Wednesday, April 23, 2008

Google Street View delivers


The Denver area is getting quite filled out when it comes to the Google Street View images. I was rather suprised to see the volume of suburban and semi-rural areas logged. So, I looked at my house, and I spotted my neighbor being industrious. I'm sure I was working in the backyard. It was a Sunday.
Also, most of the stretch of Hwy 85, Santa Fe Dr, from Castle Rock to Littleton was driven in the dark. Why Google decided to give credit for these pics, and then post them who knows.

Neat-o.

Best junk store in Denver


I have found a super junk store. Not a regular thrift store, this place has stuff hanging everywhere, and lots of stuff that you can't get to. A to Z second hand store on Colfax near Kipling.
The Indian food smell may get you at first, but you get used to it. The smell reminds me of my old college programming lab. Anyway, they've got tons of junk. Whole collections of stuff.
Where else can I get my velvet-blacklight-skeleton-riding-a-motorcycle posters?

Wednesday, April 09, 2008

Wanted: Copy of Taoism Drunkard

World Video in Hattiesburg MS was the best place for movies. Even when the DVD format was well established, this place was still dominated by vintage VHS tapes. Every cool movie you've never seen that has not been re-released was there. And it had a sex toy shop next door.
It was always a fun trip to World Video.
So, this is the WaterMelon Monster from that movie: A true badass.

Must Hulk More.

If you didn't know already, The Hulk had a dropped acid in a recording studio, went to a rock concert and had a spiritual Metamorphosis. Oh, really McKenzie Phillips? Really? You thought metamorphosis was about a hard druggin rocker seeing the light and getting sober? Really? Methinks you've been bamboozled. Necktie Nightmare leave me alone.

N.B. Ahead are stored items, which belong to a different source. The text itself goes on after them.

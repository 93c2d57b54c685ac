//! Virtual filesystem and shell interpreter for the codeshell IDE.
//!
//! The crate is platform neutral: persistence is injected through
//! [`core::PersistenceStore`], and streaming commands are driven by the host
//! through [`core::SessionManager::tick`] or [`core::SessionManager::drive`].

pub mod config;
pub mod core;
pub mod models;
mod utils;

pub use utils::BoundedLog;
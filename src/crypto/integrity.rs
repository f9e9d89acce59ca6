//! HMAC-SHA-256 integrity tag
//!
//! The tag covers the data of every header and record field in file order.
//! Length prefixes, type bytes and padding are not included.

use hmac::{Hmac, Mac};
use sha2::Sha256;

use super::secret::SecretKey;
use crate::error::{Result, SafeError};
use crate::TAG_LENGTH;

type HmacSha256 = Hmac<Sha256>;

/// Incremental integrity tag over field values
pub struct IntegrityMac(HmacSha256);

impl IntegrityMac {
    /// Start a tag keyed by the authentication key
    pub fn new(key: &SecretKey) -> Result<Self> {
        HmacSha256::new_from_slice(key.as_bytes())
            .map(Self)
            .map_err(|_| SafeError::format("invalid authentication key length"))
    }

    /// Feed one field value
    pub fn update(&mut self, value: &[u8]) {
        self.0.update(value);
    }

    /// Finish and return the tag
    pub fn finalize(self) -> [u8; TAG_LENGTH] {
        self.0.finalize().into_bytes().into()
    }

    /// Finish and compare against a stored tag in constant time
    ///
    /// Returns [`SafeError::Integrity`] on mismatch.
    pub fn verify(self, stored: &[u8; TAG_LENGTH]) -> Result<()> {
        self.0.verify_slice(stored).map_err(|_| SafeError::Integrity)
    }
}

/// Compute the tag over a sequence of field values
pub fn compute_tag<'a, I>(key: &SecretKey, values: I) -> Result<[u8; TAG_LENGTH]>
where
    I: IntoIterator<Item = &'a [u8]>,
{
    let mut mac = IntegrityMac::new(key)?;
    for value in values {
        mac.update(value);
    }
    Ok(mac.finalize())
}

Yarrr! Hulk says drink my steroid juice!


Now you too can get pahmped like The Hulkster on his steroid juice. Energy. Feel It. Juice. Absorb It. Arrrrggggh! (insert shirt ripping here).
Look at him! The idealized Hulkster scares me.
Of course I love the vintage Macho Man the most.
At least he never made a sappy paeon to his dead wrestling buddies like the Hulkster.

Hulkster in Heaven. yup.

Tuesday, April 01, 2008

Denver traffic cameras catch criminals good.

I've noticed over the last few years living in Denver, that the cops catch a good percentage of criminals on the run here. Many times I watch the news and hear about a hit and run with no witnesses, but they have a vehicle description. Many times I have been surprised with the accuracy of the vehicle description they are looking for. I know whats going on.
I have some experience with aggregating and monitoring video signals (DirecTV's HD NOC), and some experience with traffic cameras and systems (Maptuit). These observations, my experience and the fact that EVERY intersection in Denver has at least 4 cameras tells me two things: 1. All traffic cameras are being monitored and recorded (only a few are available to the public) and 2. The Denver police have access to these cameras and recordings and use them to catch bad guys.

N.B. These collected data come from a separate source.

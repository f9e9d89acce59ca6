//! Twofish-CBC encryption and decryption of the field stream
//!
//! The field codec already pads every field to the block size, so the
//! cipher runs without padding and rejects any input that is not a whole
//! number of 16-byte blocks.

use block_padding::NoPadding;
use cbc::cipher::{BlockDecryptMut, BlockEncryptMut, KeyIvInit};
use twofish::Twofish;
use zeroize::Zeroizing;

use super::secret::SecretKey;
use crate::error::{Result, SafeError};
use crate::{BLOCK_SIZE, IV_LENGTH};

type TwofishCbcEnc = cbc::Encryptor<Twofish>;
type TwofishCbcDec = cbc::Decryptor<Twofish>;

fn check_aligned(len: usize) -> Result<()> {
    if len % BLOCK_SIZE != 0 {
        return Err(SafeError::format(format!(
            "data length {} is not a multiple of the block size",
            len
        )));
    }
    Ok(())
}

/// Encrypt block-aligned plaintext using Twofish-CBC
pub fn encrypt(key: &SecretKey, iv: &[u8; IV_LENGTH], plaintext: &[u8]) -> Result<Vec<u8>> {
    check_aligned(plaintext.len())?;

    let mut buffer = plaintext.to_vec();
    let encryptor = TwofishCbcEnc::new_from_slices(key.as_bytes(), iv)
        .map_err(|_| SafeError::format("invalid encryption key or IV length"))?;

    encryptor
        .encrypt_padded_mut::<NoPadding>(&mut buffer, plaintext.len())
        .map_err(|_| SafeError::format("encryption failed"))?;

    Ok(buffer)
}

/// Decrypt block-aligned ciphertext using Twofish-CBC
///
/// The plaintext is returned in a buffer that is zeroed on drop.
pub fn decrypt(
    key: &SecretKey,
    iv: &[u8; IV_LENGTH],
    ciphertext: &[u8],
) -> Result<Zeroizing<Vec<u8>>> {
    check_aligned(ciphertext.len())?;

    let mut buffer = Zeroizing::new(ciphertext.to_vec());
    if buffer.is_empty() {
        return Ok(buffer);
    }

    let decryptor = TwofishCbcDec::new_from_slices(key.as_bytes(), iv)
        .map_err(|_| SafeError::format("invalid encryption key or IV length"))?;

    let len = decryptor
        .decrypt_padded_mut::<NoPadding>(&mut buffer[..])
        .map_err(|_| SafeError::format("decryption failed"))?
        .len();
    buffer.truncate(len);

    Ok(buffer)
}
//! Unlocked password database
//!
//! A [`Database`] is what a successful decode produces: the header, the
//! records keyed by title, and the key material needed to encode it again.
//! New databases start empty with fresh random keys.

use std::collections::{BTreeSet, HashMap};
use std::path::{Path, PathBuf};

use chrono::Utc;
use tracing::{debug, info};
use uuid::Uuid;

use super::models::{Header, Record};
use super::safe::PasswordSafe;
use crate::config::SafeOptions;
use crate::crypto::{stretch_key, verification_hash, verify_password, KeySet};
use crate::error::{Result, SafeError};
use crate::format::{self, ContainerFormat, V3Format};
use crate::utils::{generate_iv, generate_salt};
use crate::{IV_LENGTH, MIN_ITERATIONS, SALT_LENGTH, TAG_LENGTH};

/// An unlocked password database
pub struct Database {
    /// Container format used to encode this database
    pub(crate) format: &'static dyn ContainerFormat,
    pub(crate) salt: [u8; SALT_LENGTH],
    /// Key-stretching iteration count
    pub(crate) iterations: u32,
    pub(crate) keys: KeySet,
    /// IV used by the last decode or encode
    pub(crate) iv: [u8; IV_LENGTH],
    pub(crate) header: Header,
    /// Tag of the last decoded or encoded container
    pub(crate) integrity_tag: [u8; TAG_LENGTH],
    /// Records keyed by title
    pub(crate) records: HashMap<String, Record>,
    /// Where the database was opened from or last saved to
    pub(crate) save_path: Option<PathBuf>,
}

impl Database {
    /// Create an empty database protected by `password`
    ///
    /// Uses a random salt and the configured iteration count.
    pub fn new(password: &str, options: &SafeOptions) -> Result<Self> {
        options.validate()?;
        Self::with_salt(password, generate_salt(), options.default_iterations)
    }

    /// Create an empty database with an explicit salt and iteration count
    pub fn with_salt(password: &str, salt: [u8; SALT_LENGTH], iterations: u32) -> Result<Self> {
        if iterations < MIN_ITERATIONS {
            return Err(SafeError::InvalidOperation(format!(
                "iteration count must be at least {}",
                MIN_ITERATIONS
            )));
        }

        debug!(iterations, "creating database");
        let stretched = stretch_key(password, &salt, iterations);

        Ok(Self {
            format: &V3Format,
            salt,
            iterations,
            keys: KeySet::generate(stretched),
            iv: generate_iv(),
            header: Header::default(),
            integrity_tag: [0u8; TAG_LENGTH],
            records: HashMap::new(),
            save_path: None,
        })
    }

    /// Decode a container with default options
    pub fn decode(bytes: &[u8], password: &str) -> Result<Self> {
        Self::decode_with(bytes, password, &SafeOptions::default())
    }

    /// Decode a container, picking the format from its magic tag
    pub fn decode_with(bytes: &[u8], password: &str, options: &SafeOptions) -> Result<Self> {
        let format = format::detect(bytes)?;
        format.decode(bytes, password, options)
    }

    /// Encode the database into container bytes
    ///
    /// Every call draws a fresh IV; it and the resulting tag are kept on
    /// the database.
    pub fn encode(&mut self) -> Result<Vec<u8>> {
        let encoded = self.format.encode(self, Utc::now())?;
        self.iv = encoded.iv;
        self.integrity_tag = encoded.integrity_tag;
        Ok(encoded.bytes)
    }

    // ========== Accessors ==========

    /// Name of the container format
    pub fn format_name(&self) -> &'static str {
        self.format.name()
    }

    pub fn salt(&self) -> &[u8; SALT_LENGTH] {
        &self.salt
    }

    pub fn iterations(&self) -> u32 {
        self.iterations
    }

    pub fn iv(&self) -> &[u8; IV_LENGTH] {
        &self.iv
    }

    /// Integrity tag of the last decoded or encoded container
    ///
    /// All zeroes for a database that was never encoded.
    pub fn integrity_tag(&self) -> &[u8; TAG_LENGTH] {
        &self.integrity_tag
    }

    pub fn header(&self) -> &Header {
        &self.header
    }

    /// Raw two-byte format version
    pub fn version(&self) -> &str {
        &self.header.version
    }

    pub fn uuid(&self) -> Uuid {
        self.header.uuid
    }

    pub fn description(&self) -> &str {
        &self.header.description
    }

    pub fn save_path(&self) -> Option<&Path> {
        self.save_path.as_deref()
    }

    /// Number of records
    pub fn len(&self) -> usize {
        self.records.len()
    }

    pub fn is_empty(&self) -> bool {
        self.records.is_empty()
    }

    /// Iterate over all records in no particular order
    pub fn records(&self) -> impl Iterator<Item = &Record> {
        self.records.values()
    }

    /// Check `password` against the current stretched key
    pub fn check_password(&self, password: &str) -> bool {
        let candidate = stretch_key(password, &self.salt, self.iterations);
        verify_password(&candidate, &verification_hash(&self.keys.stretched)).is_ok()
    }

    // ========== Mutations ==========

    /// Insert or replace the record stored under its title
    ///
    /// Returns the record previously stored under that title.
    pub fn set_record(&mut self, record: Record) -> Option<Record> {
        self.records.insert(record.title.clone(), record)
    }

    pub fn remove_record(&mut self, title: &str) -> Result<Record> {
        self.records
            .remove(title)
            .ok_or_else(|| SafeError::RecordNotFound(title.to_string()))
    }

    /// Move a record to a new title
    pub fn rename_record(&mut self, title: &str, new_title: &str) -> Result<()> {
        if title == new_title {
            return if self.records.contains_key(title) {
                Ok(())
            } else {
                Err(SafeError::RecordNotFound(title.to_string()))
            };
        }
        if self.records.contains_key(new_title) {
            return Err(SafeError::InvalidOperation(format!(
                "a record titled '{}' already exists",
                new_title
            )));
        }

        let mut record = self.remove_record(title)?;
        record.title = new_title.to_string();
        self.records.insert(new_title.to_string(), record);
        Ok(())
    }

    pub fn set_name(&mut self, name: &str) {
        self.header.name = name.to_string();
    }

    pub fn set_description(&mut self, description: &str) {
        self.header.description = description.to_string();
    }

    /// Protect the database with a new password
    ///
    /// Draws a new salt and re-stretches; the data keys are kept, so
    /// only the preamble changes on the next encode.
    pub fn change_password(&mut self, new_password: &str) {
        self.salt = generate_salt();
        self.keys.stretched = stretch_key(new_password, &self.salt, self.iterations);
        info!("password changed");
    }

    /// Change the key-stretching work factor
    ///
    /// `password` must match the current one.
    pub fn set_iterations(&mut self, password: &str, iterations: u32) -> Result<()> {
        if iterations < MIN_ITERATIONS {
            return Err(SafeError::InvalidOperation(format!(
                "iteration count must be at least {}",
                MIN_ITERATIONS
            )));
        }
        if !self.check_password(password) {
            return Err(SafeError::Authentication);
        }

        self.iterations = iterations;
        self.keys.stretched = stretch_key(password, &self.salt, iterations);
        info!(iterations, "iteration count changed");
        Ok(())
    }
}

impl PasswordSafe for Database {
    fn list(&self) -> Vec<String> {
        let mut titles: Vec<String> = self.records.keys().cloned().collect();
        titles.sort();
        titles
    }

    fn groups(&self) -> Vec<String> {
        self.records
            .values()
            .map(|record| record.group.clone())
            .collect::<BTreeSet<_>>()
            .into_iter()
            .collect()
    }

    fn list_by_group(&self, group: &str) -> Vec<String> {
        let mut titles: Vec<String> = self
            .records
            .values()
            .filter(|record| record.group == group)
            .map(|record| record.title.clone())
            .collect();
        titles.sort();
        titles
    }

    fn get_record(&self, title: &str) -> Option<&Record> {
        self.records.get(title)
    }

    fn name(&self) -> &str {
        &self.header.name
    }
}

impl std::fmt::Debug for Database {
    fn fmt(&self, f: &mut std::fmt::Formatter<'_>) -> std::fmt::Result {
        f.debug_struct("Database")
            .field("format", &self.format.name())
            .field("iterations", &self.iterations)
            .field("header", &self.header)
            .field("records", &self.records.len())
            .field("save_path", &self.save_path)
            .finish_non_exhaustive()
    }
}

I have found one explanation for the cameras as such:
"What is the function of the cameras on the traffic signals?
The video cameras are state-of-the-art vehicle detecting devices that tell the signal controller when vehicles are present at the intersection. These cameras replace the old loop detection devices previously located in the pavement."

Yes, they can be used for that, but the greater use of solving crimes is unacknowledged here.
The general public doesn't know the full extent of the DPD's surveillance capabilities.
It's something that has been happening in London for years. The cops can go back in time and track the bad guys back to their lair with these camera logs.

This is the only conclusion I can come to, given how many times I have seen a crime on the news that has an accompanying vehicle description.